A lot of the issues come with improper connections at the amp., or improper power connections to the radio BEFORE you plug in the RCAs. As long as the power and ground are secure and proper at both the amps and the radio, plugging in the RCAs afterward (as long as you arn't touching the center or outer shields to anything with the radio ACTUALLY ON) you're fine.


----------



## VRptstyly (May 18, 2006)

Oh and the unit is a Z-1 mixed them up in my original post.


----------



## VRptstyly (May 18, 2006)

NFrazier said:


> Listen, just because the constant power is plugged in when you're connecting the RCAs DOES NOT mean that the PICO fuse is definitely blown.
> 
> A lot of the issues come with improper connections at the amp., or improper power connections to the radio BEFORE you plug in the RCAs. As long as the power and ground are secure and proper at both the amps and the radio, plugging in the RCAs afterward (as long as you arn't touching the center or outer shields to anything with the radio ACTUALLY ON) you're fine.

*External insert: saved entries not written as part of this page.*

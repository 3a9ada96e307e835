//! 判分与教师批改

use tracing::info;

use super::QuizEngine;
use super::scoring::ScoringContext;
use crate::errors::{QuizSystemError, Result};
use crate::models::{
    attempts::{
        entities::{AnswerGrade, QuizAnswer},
        requests::{AnswerSubmission, NewQuizAnswer},
    },
    grading::requests::ManualGrade,
    questions::entities::{Question, QuestionWithOptions},
};

/// 对单个提交的答案分类并判分
///
/// 客观题只有选中该题的正确选项才算正确，未选择或选项不属于该题一律判错；
/// 简答题和问答题保持待批改，得分为 0。
pub fn classify_answer(
    question: &QuestionWithOptions,
    submission: AnswerSubmission,
) -> NewQuizAnswer {
    let (grade, points_awarded) = if question.question.question_type.supports_auto_grading() {
        let is_correct = submission.selected_option_id.is_some_and(|selected| {
            question
                .options
                .iter()
                .any(|o| o.id == selected && o.is_correct)
        });

        if is_correct {
            (AnswerGrade::Correct, question.question.points)
        } else {
            (AnswerGrade::Incorrect, 0)
        }
    } else {
        (AnswerGrade::Ungraded, 0)
    };

    NewQuizAnswer {
        question_id: submission.question_id,
        text_answer: submission.text_answer,
        selected_option_id: submission.selected_option_id,
        grade,
        points_awarded,
    }
}

/// 校验教师给分并得出批改结果
pub fn manual_grade_for(question: &Question, points_awarded: i32) -> Result<AnswerGrade> {
    if !question.question_type.accepts_manual_grade() {
        return Err(QuizSystemError::cannot_grade_auto_graded(format!(
            "题目 {} 为自动判分题，不能手动批改",
            question.id
        )));
    }

    if points_awarded < 0 || points_awarded > question.points {
        return Err(QuizSystemError::invalid_points_awarded(format!(
            "给分 {points_awarded} 超出范围 0..={}",
            question.points
        )));
    }

    Ok(if points_awarded == question.points {
        AnswerGrade::Correct
    } else {
        AnswerGrade::Incorrect
    })
}

pub async fn grade_essay_answer(
    engine: &QuizEngine,
    answer_id: i64,
    instructor_id: i64,
    points_awarded: i32,
    feedback: Option<String>,
) -> Result<QuizAnswer> {
    let storage = engine.storage();

    let answer = storage
        .get_answer_by_id(answer_id)
        .await?
        .ok_or_else(|| QuizSystemError::answer_not_found(format!("答案 {answer_id} 不存在")))?;

    let question = storage
        .get_question_by_id(answer.question_id)
        .await?
        .ok_or_else(|| {
            QuizSystemError::question_not_found(format!("题目 {} 不存在", answer.question_id))
        })?;

    let grade = manual_grade_for(&question, points_awarded)?;

    let attempt = engine.require_attempt(answer.attempt_id).await?;
    let quiz = engine.require_quiz(attempt.quiz_id).await?;
    let questions = storage.list_questions_by_quiz(quiz.id).await?;

    let outcome = storage
        .apply_manual_grade(ManualGrade {
            answer_id,
            attempt_id: attempt.id,
            grade,
            points_awarded,
            feedback,
            graded_by: instructor_id,
            graded_at: chrono::Utc::now(),
            scoring: ScoringContext::new(quiz.passing_score, &questions),
        })
        .await?;

    info!(
        "答案 {} 已由 {} 批改，得分 {}，作答记录 {} 是否批改完成: {}",
        answer_id,
        instructor_id,
        points_awarded,
        outcome.attempt.id,
        outcome.attempt.state.is_graded()
    );

    Ok(outcome.answer)
}
//! 作答记录实体

use sea_orm::entity::prelude::*;

#[derive(Clone, Debug, PartialEq, DeriveEntityModel)]
#[sea_orm(table_name = "quiz_attempts")]
pub struct Model {
    #[sea_orm(primary_key)]
    pub id: i64,
    pub quiz_id: i64,
    pub user_id: i64,
    pub attempt_number: i32,
    pub started_at: i64,
    pub completed_at: Option<i64>,
    pub score: Option<i32>,
    pub is_passed: Option<bool>,
    pub time_spent: Option<i32>,
}

#[derive(Copy, Clone, Debug, EnumIter, DeriveRelation)]
pub enum Relation {
    #[sea_orm(
        belongs_to = "super::quizzes::Entity",
        from = "Column::QuizId",
        to = "super::quizzes::Column::Id"
    )]
    Quiz,
    #[sea_orm(has_many = "super::quiz_answers::Entity")]
    Answers,
}

impl Related<super::quizzes::Entity> for Entity {
    fn to() -> RelationDef {
        Relation::Quiz.def()
    }
}

impl Related<super::quiz_answers::Entity> for Entity {
    fn to() -> RelationDef {
        Relation::Answers.def()
    }
}

impl ActiveModelBehavior for ActiveModel {}

impl Model {
    pub fn into_attempt(self) -> crate::models::attempts::entities::QuizAttempt {
        use crate::models::attempts::entities::{AttemptState, QuizAttempt};
        use chrono::{DateTime, Utc};

        QuizAttempt {
            id: self.id,
            quiz_id: self.quiz_id,
            user_id: self.user_id,
            attempt_number: self.attempt_number,
            started_at: DateTime::<Utc>::from_timestamp(self.started_at, 0).unwrap_or_default(),
            state: AttemptState::from_columns(
                self.completed_at
                    .and_then(|ts| DateTime::<Utc>::from_timestamp(ts, 0)),
                self.time_spent,
                self.score,
                self.is_passed,
            ),
        }
    }
}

 Yea I was careful about it. Should be good practice to undo the battery power before doing that sort of work. 

Yea all other connections are good. I tried multiple ground points to see if it made any difference. I also added a wire for extra grounding on the head unit. 

What worries me is it went from a alternator whine to a loud buzzing.. After I checked the RCAs. They could have **** the bed when I was dealing with them. If the Z1s are that fragile could be the pre-outs i guess. 

We'll see tonite, hope its good news. At worst I'll buy another Z1 on ebay and fix mine then sell the leftover when I get back from WITW's. 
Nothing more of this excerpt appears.